# What the task asks
All lines below containing the string "core" are to be copied.

# Data supplied
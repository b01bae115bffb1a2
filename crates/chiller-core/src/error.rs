//! Error types for the chiller-core library.

use thiserror::Error;

/// Main error type for the chiller library.
#[derive(Error, Debug)]
pub enum ChillerError {
    /// The input could not be opened or read as a document at all.
    #[error("document unreadable: {0}")]
    DocumentUnreadable(#[from] PdfError),

    /// A field definition could not be compiled into the field table.
    #[error("invalid field definition '{key}': {reason}")]
    FieldDefinition { key: String, reason: String },

    /// I/O error.
    #[error("I/O error: {0}")]
    Io(#[from] std::io::Error),

    /// Configuration error.
    #[error("configuration error: {0}")]
    Config(String),
}

/// Errors related to PDF processing.
#[derive(Error, Debug)]
pub enum PdfError {
    /// Failed to open/parse the PDF file.
    #[error("failed to parse PDF: {0}")]
    Parse(String),

    /// Failed to extract text from PDF.
    #[error("failed to extract text: {0}")]
    TextExtraction(String),

    /// The PDF is encrypted and cannot be processed.
    #[error("PDF is encrypted")]
    Encrypted,

    /// The PDF is empty or has no pages.
    #[error("PDF has no pages")]
    NoPages,

    /// Invalid page number requested.
    #[error("invalid page number: {0}")]
    InvalidPage(u32),
}

/// Result type for the chiller library.
pub type Result<T> = std::result::Result<T, ChillerError>;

# Answer space
filename crates/chiller-core/src/error.rs
//! Error types for the chiller-core library.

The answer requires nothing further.